New social action group forms in Montevallo

Published 12:45 pm Monday, May 21, 2018

By NANCY WILSTACH / Community Columnist

Hometown Action may be the new kid on the block as protest movements go, but it pulls ideas and motivation from the pages of social history, as demonstrated by its recent inaugural meeting in Montevallo.

Justin Vest, Hometown Action’s founder and executive director, is one of those University of Montevallo products who left town after he left school but was drawn back by the magnetism of this little college town.

Vest came back with a mission.

Neither party, he said, “puts any time or energy into our small towns—certainly not in the South. We are a throw-away people.”

As evidence, he pointed to the shipping of partially treated human waste from New York and New Jersey for disposal in Uniontown.

Environmental justice, racial and gender equality, quality public education and access to health care are some of the organization’s aims for small town and rural areas of the South, Vest said.

The terms “progressive” and “populist” were applied to Hometown Action’s efforts by Vest and two other volunteer organizers, Beth Ferguson and K.C. Vick. Ferguson is local, and Vick works with a Montgomery-area affiliate.

Both had compelling back stories. Vick, despite a good salary in her “day” job, struggles with six-figure student-loan debt. Ferguson, a college graduate and store manager, recalls enduring childhood taunts of “trailer trash.”

“Our aim is to advance a multiracial, race-conscious populist movement that will change the course of our democracy,” is how People’s Action, an umbrella organization, sees its objective.

Poor people hold the key, according to Vest.

An initial Hometown Action meeting was held May 3 at University Baptist Church, drawing roughly 30 people. By the end of the meeting, Vest, Vick and Ferguson had the mostly white, mostly middle-class and mostly middle-aged attendees holding hands in a circle and chanting: “We’ve got nothing to lose but our chains! It is our duty to fight for our freedom!”

For this child of the 1950s, the terms “collective” and “exploitation” and “movement” awaken memories of the Cold War, the House Unamerican Activities Committee and duck-and-cover drills in high-ceilinged classrooms made stifling by steam radiators. For these younger progressive populists, however, such words have other, friendlier connotations, such as working together and more equitably sharing resources.
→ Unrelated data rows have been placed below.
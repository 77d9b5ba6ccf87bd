//! Sample assemblies and modification documents

use cadmod_bridge::{AssemblyDocument, ComponentNode, DimensionNode, FeatureNode};
use cadmod_descriptor::Axis;
use serde_json::{json, Value};
use std::path::{Path, PathBuf};

fn dimension(name: &str, value: f64, axis: Option<Axis>) -> DimensionNode {
    DimensionNode {
        name: name.to_string(),
        value,
        units: "mm".to_string(),
        axis,
    }
}

fn feature(name: &str, kind: &str, dimensions: Vec<DimensionNode>) -> FeatureNode {
    FeatureNode {
        name: name.to_string(),
        kind: kind.to_string(),
        dimensions,
        references: Vec::new(),
    }
}

/// Write the `Bracket` assembly into `dir` and return its path
///
/// - `Base-1` (AISI 1020): `D1@Sketch3` = 10 (X), `D2@Sketch3` = 4 (Y), `D1@Extrude1` = 100 (X)
/// - `Cover-1` (no material): `D1@Sketch1` = 50 (X), `D2@Sketch1` = 30 (Y)
/// - Selectable geometry `Edge1`..`Edge4`, `Face1`
/// - References `Base.json` and `Cover.json`, both written alongside
pub fn bracket_assembly(dir: &Path) -> PathBuf {
    AssemblyDocument::new("Base")
        .store(&dir.join("Base.json"))
        .unwrap();
    AssemblyDocument::new("Cover")
        .store(&dir.join("Cover.json"))
        .unwrap();

    let mut asm = AssemblyDocument::new("Bracket");
    asm.geometry = ["Edge1", "Edge2", "Edge3", "Edge4", "Face1"]
        .iter()
        .map(ToString::to_string)
        .collect();
    asm.references = vec!["Base.json".to_string(), "Cover.json".to_string()];
    asm.components = vec![
        ComponentNode {
            name: "Base-1".to_string(),
            material: "AISI 1020".to_string(),
            file: Some("Base.json".to_string()),
            features: vec![
                feature(
                    "Sketch3",
                    "sketch",
                    vec![
                        dimension("D1@Sketch3", 10.0, Some(Axis::X)),
                        dimension("D2@Sketch3", 4.0, Some(Axis::Y)),
                    ],
                ),
                feature(
                    "Extrude1",
                    "extrude",
                    vec![dimension("D1@Extrude1", 100.0, Some(Axis::X))],
                ),
            ],
            rebuilds: 0,
        },
        ComponentNode {
            name: "Cover-1".to_string(),
            material: String::new(),
            file: Some("Cover.json".to_string()),
            features: vec![feature(
                "Sketch1",
                "sketch",
                vec![
                    dimension("D1@Sketch1", 50.0, Some(Axis::X)),
                    dimension("D2@Sketch1", 30.0, Some(Axis::Y)),
                ],
            )],
            rebuilds: 0,
        },
    ];

    let path = dir.join("Bracket.json");
    asm.store(&path).unwrap();
    path
}

/// Write the `Bracket` assembly to `dir/asm` with its parts in `dir/parts`
///
/// The assembly reaches its parts through `../parts/...` references, so a
/// bundle has to relocate them.
pub fn split_bracket_assembly(dir: &Path) -> PathBuf {
    let parts = dir.join("parts");
    let asm_dir = dir.join("asm");
    std::fs::create_dir_all(&parts).unwrap();
    std::fs::create_dir_all(&asm_dir).unwrap();

    let flat = bracket_assembly(&parts);
    let mut asm = AssemblyDocument::load(&flat).unwrap();
    std::fs::remove_file(&flat).unwrap();
    for reference in &mut asm.references {
        *reference = format!("../parts/{reference}");
    }
    for component in &mut asm.components {
        component.file = component.file.take().map(|f| format!("../parts/{f}"));
    }

    let path = asm_dir.join("Bracket.json");
    asm.store(&path).unwrap();
    path
}

/// Write a material database listing `names` and return its path
pub fn material_database(dir: &Path, file: &str, names: &[&str]) -> PathBuf {
    let mut body = String::from("<mstns:materialdb>\n  <classification name=\"Steel\">\n");
    for name in names {
        body.push_str(&format!("    <material name=\"{name}\" matid=\"0\"/>\n"));
    }
    body.push_str("  </classification>\n</mstns:materialdb>\n");
    let path = dir.join(file);
    std::fs::write(&path, body).unwrap();
    path
}

pub fn dimension_entry(feature: &str, dimension: &str, new_value: f64) -> Value {
    json!({
        "type": "dimension",
        "feature": feature,
        "dimension": dimension,
        "newValue": new_value,
        "units": "mm"
    })
}

pub fn material_entry(component: &str, new_material: &str) -> Value {
    json!({
        "type": "material",
        "component": component,
        "newMaterial": new_material
    })
}

pub fn feature_entry(operation: &str, edges: &[&str], value: Option<f64>) -> Value {
    let mut entry = json!({
        "type": "feature",
        "operation": operation,
        "edges": edges
    });
    if let Some(v) = value {
        entry["value"] = json!(v);
    }
    entry
}

pub fn scale_entry(axis: &str, target_size: f64) -> Value {
    json!({
        "type": "scale",
        "axis": axis,
        "targetSize": target_size
    })
}

/// Wrap entries into a modification document
pub fn modification_document(entries: impl IntoIterator<Item = Value>) -> String {
    json!({ "modifications": entries.into_iter().collect::<Vec<_>>() }).to_string()
}

#[cfg(test)]
mod tests {
    use super::*;

    #[test]
    fn bracket_round_trips() {
        let dir = tempfile::tempdir().unwrap();
        let path = bracket_assembly(dir.path());
        let doc = AssemblyDocument::load(&path).unwrap();
        assert_eq!(doc.components.len(), 2);
        assert!(dir.path().join("Base.json").is_file());
    }

    #[test]
    fn document_wraps_entries() {
        let text = modification_document([scale_entry("X", 250.0)]);
        let value: Value = serde_json::from_str(&text).unwrap();
        assert_eq!(value["modifications"][0]["targetSize"], 250.0);
    }
}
Some of our poorer neighbors, one woman said, “are just a flat tire away from being homeless.”

Others forego needed medical treatment because they lack transportation or cannot afford high insurance co-pays, she said.

Still others have no choice but to live near landfills that accept rancid waste from out-of-state, Vest said.

He and some early Hometown Action recruits canvased neighborhoods in Montevallo and surrounding areas in January to ask about people’s concerns.

The top three in order, he said, were improved public education, better access to health care and jobs.

The next Hometown Action meeting will be May 31 in Alabaster, he said, with location yet to be determined.